Aim of the exercise
Give back exactly the lines of the material below, starting with the line with "if let Err(err) = &result" and going on through the line with "into it and".

▽

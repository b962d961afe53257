//! Recording collaborators
//!
//! Logger, failure handler, notifier and bundler implementations that keep
//! what they were given so tests can assert on it.

use async_trait::async_trait;
use bundlekit_core::{
    Artifact, BundleError, BundleEvent, BundleRequest, BundleResult, Bundler, EventLogger,
    FailureHandler, StoreView, UpdateInfo, UpdateNotifier,
};
use parking_lot::Mutex;
use std::collections::BTreeMap;
use std::sync::Arc;
use tokio::sync::mpsc;

// ----------------------------------------------------------------------------
// Logger
// ----------------------------------------------------------------------------

#[derive(Debug, Default)]
pub struct RecordingLogger {
    events: Mutex<Vec<BundleEvent>>,
}

impl RecordingLogger {
    pub fn new() -> Self {
        Self::default()
    }

    pub fn events(&self) -> Vec<BundleEvent> {
        self.events.lock().clone()
    }

    pub fn tags(&self) -> Vec<&'static str> {
        self.events.lock().iter().map(BundleEvent::tag).collect()
    }

    pub fn count(&self, tag: &str) -> usize {
        self.events.lock().iter().filter(|e| e.tag() == tag).count()
    }
}

impl EventLogger for RecordingLogger {
    fn log(&self, event: &BundleEvent) {
        self.events.lock().push(event.clone());
    }
}

// ----------------------------------------------------------------------------
// Failure Handler
// ----------------------------------------------------------------------------

/// Reports each failure on a channel, then swallows or propagates it
pub struct RecordingFailureHandler {
    failures: mpsc::UnboundedSender<BundleError>,
    swallow: bool,
}

impl RecordingFailureHandler {
    /// Handler that swallows failures
    pub fn swallowing() -> (Self, mpsc::UnboundedReceiver<BundleError>) {
        let (failures, receiver) = mpsc::unbounded_channel();
        (
            Self {
                failures,
                swallow: true,
            },
            receiver,
        )
    }

    /// Handler that propagates failures after recording them
    pub fn propagating() -> (Self, mpsc::UnboundedReceiver<BundleError>) {
        let (handler, receiver) = Self::swallowing();
        (
            Self {
                swallow: false,
                ..handler
            },
            receiver,
        )
    }
}

#[async_trait]
impl FailureHandler for RecordingFailureHandler {
    async fn on_failure(&self, err: &BundleError) -> BundleResult<()> {
        let _ = self.failures.send(err.clone());
        if self.swallow {
            Ok(())
        } else {
            Err(err.clone())
        }
    }
}

// ----------------------------------------------------------------------------
// Update Notifier
// ----------------------------------------------------------------------------

pub struct RecordingNotifier {
    updates: mpsc::UnboundedSender<UpdateInfo>,
}

impl RecordingNotifier {
    pub fn new() -> (Self, mpsc::UnboundedReceiver<UpdateInfo>) {
        let (updates, receiver) = mpsc::unbounded_channel();
        (Self { updates }, receiver)
    }
}

impl UpdateNotifier for RecordingNotifier {
    fn update_available(&self, update: &UpdateInfo) {
        let _ = self.updates.send(update.clone());
    }
}

// ----------------------------------------------------------------------------
// Bundler
// ----------------------------------------------------------------------------

/// Bundler that packs just the entrypoint file
#[derive(Debug, Default)]
pub struct MockBundler {
    requests: Mutex<Vec<BundleRequest>>,
}

impl MockBundler {
    pub fn new() -> Self {
        Self::default()
    }

    pub fn requests(&self) -> Vec<BundleRequest> {
        self.requests.lock().clone()
    }
}

#[async_trait]
impl Bundler for MockBundler {
    async fn bundle(
        &self,
        view: Arc<dyn StoreView>,
        request: BundleRequest,
    ) -> Result<Artifact, BundleError> {
        self.requests.lock().push(request.clone());

        let mut sources = BTreeMap::new();
        if let Some(entry) = view.entry(&request.entrypoint).await? {
            if let Some(bytes) = view.get(&entry).await? {
                sources.insert(request.entrypoint.clone(), bytes);
            }
        }

        let mut resolutions = BTreeMap::new();
        resolutions.insert(request.mount.clone(), request.entrypoint.clone());

        Ok(Artifact {
            entrypoint: request.entrypoint,
            sources,
            resolutions,
        })
    }
}
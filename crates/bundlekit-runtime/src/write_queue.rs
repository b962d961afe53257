//! Absorbed writes
//!
//! The [`WriteQueue`] pipes caller streams into per-key sinks opened against
//! one shared batch, tracks every in-flight pipe by id and drains them before
//! the batch is committed.

use bundlekit_core::{Batch, BundleError, BundleResult, StoreResult, VersionedStore};
use dashmap::DashMap;
use futures::{
    future::{join_all, BoxFuture, Shared},
    FutureExt, Stream, StreamExt,
};
use parking_lot::Mutex;
use std::future::Future;
use std::pin::Pin;
use std::sync::atomic::{AtomicU64, Ordering};
use std::sync::Arc;
use std::task::{Context, Poll};
use tokio::sync::oneshot;
use tracing::{debug, warn};

type WriteOutcome = Shared<BoxFuture<'static, BundleResult<()>>>;

// ----------------------------------------------------------------------------
// Pending Write
// ----------------------------------------------------------------------------

/// Completion of one absorbed write
///
/// The pipe runs in the background whether or not this is awaited. Every
/// clone resolves to the same outcome.
#[derive(Clone)]
pub struct PendingWrite {
    id: u64,
    outcome: WriteOutcome,
}

impl PendingWrite {
    pub fn id(&self) -> u64 {
        self.id
    }
}

impl Future for PendingWrite {
    type Output = BundleResult<()>;

    fn poll(mut self: Pin<&mut Self>, cx: &mut Context<'_>) -> Poll<Self::Output> {
        Pin::new(&mut self.outcome).poll(cx)
    }
}

// ----------------------------------------------------------------------------
// Write Queue
// ----------------------------------------------------------------------------

/// The active batch and the writes bound to it
struct OpenBatch {
    batch: Arc<dyn Batch>,
    writes: Vec<WriteOutcome>,
}

impl OpenBatch {
    /// Wait for every write bound to the batch, then commit it
    ///
    /// Failed writes are already dropped from the batch, so the commit goes
    /// ahead regardless; the first write failure wins over a commit failure.
    async fn commit(self) -> BundleResult<()> {
        debug!("Settling {} writes before commit", self.writes.len());
        let mut first_failure = None;
        for result in join_all(self.writes).await {
            if let Err(err) = result {
                first_failure.get_or_insert(err);
            }
        }

        if let Err(err) = self.batch.flush().await {
            warn!("Batch commit failed: {}", err);
            first_failure.get_or_insert(err.into());
        }

        match first_failure {
            Some(err) => Err(err),
            None => Ok(()),
        }
    }
}

pub struct WriteQueue {
    store: Arc<dyn VersionedStore>,
    batch: Mutex<Option<OpenBatch>>,
    pending: Arc<DashMap<u64, WriteOutcome>>,
    next_id: AtomicU64,
}

impl WriteQueue {
    pub fn new(store: Arc<dyn VersionedStore>) -> Self {
        Self {
            store,
            batch: Mutex::new(None),
            pending: Arc::new(DashMap::new()),
            next_id: AtomicU64::new(0),
        }
    }

    /// Start piping `source` into `key` within the active batch
    ///
    /// Must be called from within a tokio runtime.
    pub fn absorb<S>(
        &self,
        key: &str,
        source: S,
        metadata: Option<serde_json::Value>,
    ) -> BundleResult<PendingWrite>
    where
        S: Stream<Item = StoreResult<Vec<u8>>> + Send + 'static,
    {
        // The sink and its pending entry are created under the batch lock,
        // so a drain that takes the batch also sees every write into it
        let (id, sink, outcome, done) = {
            let mut slot = self.batch.lock();
            let open = slot.get_or_insert_with(|| OpenBatch {
                batch: self.store.batch(),
                writes: Vec::new(),
            });
            let sink = open
                .batch
                .write_stream(key, metadata)
                .map_err(|err| BundleError::write_failed(key, err))?;

            let id = self.next_id.fetch_add(1, Ordering::Relaxed);
            let (done, settled) = oneshot::channel();
            let outcome: WriteOutcome = settled
                .map(|received| {
                    received
                        .unwrap_or_else(|_| Err(BundleError::task_failed("write task dropped")))
                })
                .boxed()
                .shared();
            self.pending.insert(id, outcome.clone());
            open.writes.push(outcome.clone());
            (id, sink, outcome, done)
        };

        let pending = Arc::clone(&self.pending);
        let key = key.to_string();
        tokio::spawn(async move {
            let result = source
                .boxed()
                .forward(sink)
                .await
                .map_err(|err| BundleError::write_failed(&key, err));
            if let Err(err) = &result {
                warn!("Absorbed write failed: {}", err);
            }
            pending.remove(&id);
            let _ = done.send(result);
        });

        debug!("Absorbing write {} into active batch", id);
        Ok(PendingWrite { id, outcome })
    }

    /// Commit the active batch, if any; later absorbs open a new one
    ///
    /// Writes already absorbed into the batch settle before the commit.
    pub async fn flush(&self) -> BundleResult<()> {
        let open = self.batch.lock().take();
        match open {
            Some(open) => open.commit().await,
            None => Ok(()),
        }
    }

    /// Settle every pending write and commit, until nothing is left
    ///
    /// Each pass detaches the active batch, waits for the writes into it and
    /// then commits it. Writes absorbed meanwhile open a new batch that the
    /// next pass picks up. A failed write or commit does not stop the queue
    /// from emptying; the first failure is returned once it has.
    pub async fn drain(&self) -> BundleResult<()> {
        let mut first_failure = None;

        loop {
            let open = self.batch.lock().take();
            let result = match open {
                Some(open) => open.commit().await,
                None => {
                    // Writes whose batch a concurrent flush is committing
                    let stragglers: Vec<WriteOutcome> = self
                        .pending
                        .iter()
                        .map(|pending| pending.value().clone())
                        .collect();
                    if stragglers.is_empty() {
                        break;
                    }
                    debug!("Waiting on {} detached writes", stragglers.len());
                    join_all(stragglers)
                        .await
                        .into_iter()
                        .find(|result| result.is_err())
                        .unwrap_or(Ok(()))
                }
            };
            if let Err(err) = result {
                first_failure.get_or_insert(err);
            }
        }

        match first_failure {
            Some(err) => Err(err),
            None => Ok(()),
        }
    }

    pub fn pending_count(&self) -> usize {
        self.pending.len()
    }

    pub fn has_batch(&self) -> bool {
        self.batch.lock().is_some()
    }

    /// Nothing in flight and no batch open
    pub fn is_idle(&self) -> bool {
        self.pending.is_empty() && !self.has_batch()
    }
}

#[cfg(test)]
mod tests {
    use super::*;
    use bundlekit_core::{BundleKey, StoreError, StoreView, Version};
    use bundlekit_harness::{wait_until, MemoryStore};
    use futures::{channel::mpsc, stream};
    use std::time::Duration;

    async fn opened_store() -> Arc<MemoryStore> {
        let store = Arc::new(MemoryStore::new(BundleKey::new([1; 32])));
        store.open().await.unwrap();
        store
    }

    fn chunks(parts: &[&[u8]]) -> impl Stream<Item = StoreResult<Vec<u8>>> + Send + 'static {
        let owned: Vec<StoreResult<Vec<u8>>> = parts.iter().map(|p| Ok(p.to_vec())).collect();
        stream::iter(owned)
    }

    #[tokio::test]
    async fn test_absorb_then_drain_commits_one_version() {
        let store = opened_store().await;
        let queue = WriteQueue::new(store.clone());

        queue.absorb("/a", chunks(&[b"al", b"pha"]), None).unwrap();
        queue.absorb("/b", chunks(&[b"beta"]), None).unwrap();
        queue.drain().await.unwrap();

        assert!(queue.is_idle());
        assert_eq!(store.version(), Version::new(1));
        let head = store.head();
        let entry = head.entry("/a").await.unwrap().unwrap();
        assert_eq!(head.get(&entry).await.unwrap().unwrap(), b"alpha");
    }

    #[tokio::test]
    async fn test_flush_without_batch_is_noop() {
        let store = opened_store().await;
        let queue = WriteQueue::new(store.clone());
        queue.flush().await.unwrap();
        assert_eq!(store.version(), Version::new(0));
    }

    #[tokio::test]
    async fn test_failed_write_is_removed_and_reported() {
        let store = opened_store().await;
        let queue = WriteQueue::new(store.clone());

        let failing = stream::iter(vec![
            Ok(b"partial".to_vec()),
            Err(StoreError::Io {
                reason: "source reset".into(),
            }),
        ]);
        let write = queue.absorb("/broken", failing, None).unwrap();
        queue.absorb("/ok", chunks(&[b"fine"]), None).unwrap();

        let err = queue.drain().await.unwrap_err();
        assert!(matches!(err, BundleError::Write { ref key, .. } if key == "/broken"));
        assert!(write.await.is_err());
        assert!(queue.is_idle());
        assert!(store.head().entry("/ok").await.unwrap().is_some());
        assert!(store.head().entry("/broken").await.unwrap().is_none());
    }

    #[tokio::test]
    async fn test_pending_write_resolves_after_pipe() {
        let store = opened_store().await;
        let queue = WriteQueue::new(store.clone());

        let write = queue.absorb("/a", chunks(&[b"x"]), None).unwrap();
        write.clone().await.unwrap();
        assert_eq!(queue.pending_count(), 0);
        assert!(queue.has_batch());
    }

    #[tokio::test]
    async fn test_flush_waits_for_writes_in_batch() {
        let store = opened_store().await;
        let queue = Arc::new(WriteQueue::new(store.clone()));
        let (feed, source) = mpsc::unbounded();
        queue.absorb("/slow", source, None).unwrap();

        let flushing = tokio::spawn({
            let queue = queue.clone();
            async move { queue.flush().await }
        });
        tokio::time::sleep(Duration::from_millis(20)).await;
        assert!(!flushing.is_finished());
        assert_eq!(store.version(), Version::new(0));

        feed.unbounded_send(Ok(b"late bytes".to_vec())).unwrap();
        drop(feed);
        flushing.await.unwrap().unwrap();

        assert!(queue.is_idle());
        assert_eq!(store.version(), Version::new(1));
        let head = store.head();
        let entry = head.entry("/slow").await.unwrap().unwrap();
        assert_eq!(head.get(&entry).await.unwrap().unwrap(), b"late bytes");
    }

    #[tokio::test]
    async fn test_drain_continues_past_failed_commit() {
        let store = opened_store().await;
        let queue = Arc::new(WriteQueue::new(store.clone()));
        let (feed, source) = mpsc::unbounded();
        queue.absorb("/first", source, None).unwrap();

        let draining = tokio::spawn({
            let queue = queue.clone();
            async move { queue.drain().await }
        });
        assert!(wait_until(Duration::from_secs(1), || !queue.has_batch()).await);

        // Lands in a second batch while the first is still settling
        queue.absorb("/late", chunks(&[b"late"]), None).unwrap();
        store.fail_next_flush();
        feed.unbounded_send(Ok(b"first".to_vec())).unwrap();
        drop(feed);

        let err = draining.await.unwrap().unwrap_err();
        assert!(matches!(err, BundleError::Store(StoreError::Io { .. })));
        assert!(queue.is_idle());

        let head = store.head();
        assert!(head.entry("/first").await.unwrap().is_none());
        assert!(head.entry("/late").await.unwrap().is_some());
        assert_eq!(store.version(), Version::new(1));
    }
}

△

Response to this task
            if let Err(err) = &result {
                warn!("Absorbed write failed: {}", err);
            }
            pending.remove(&id);
            let _ = done.send(result);
        });

        debug!("Absorbing write {} into active batch", id);
        Ok(PendingWrite { id, outcome })
    }

    /// Commit the active batch, if any; later absorbs open a new one
    ///
    /// Writes already absorbed into the batch settle before the commit.
    pub async fn flush(&self) -> BundleResult<()> {
        let open = self.batch.lock().take();
        match open {
            Some(open) => open.commit().await,
            None => Ok(()),
        }
    }

    /// Settle every pending write and commit, until nothing is left
    ///
    /// Each pass detaches the active batch, waits for the writes into it and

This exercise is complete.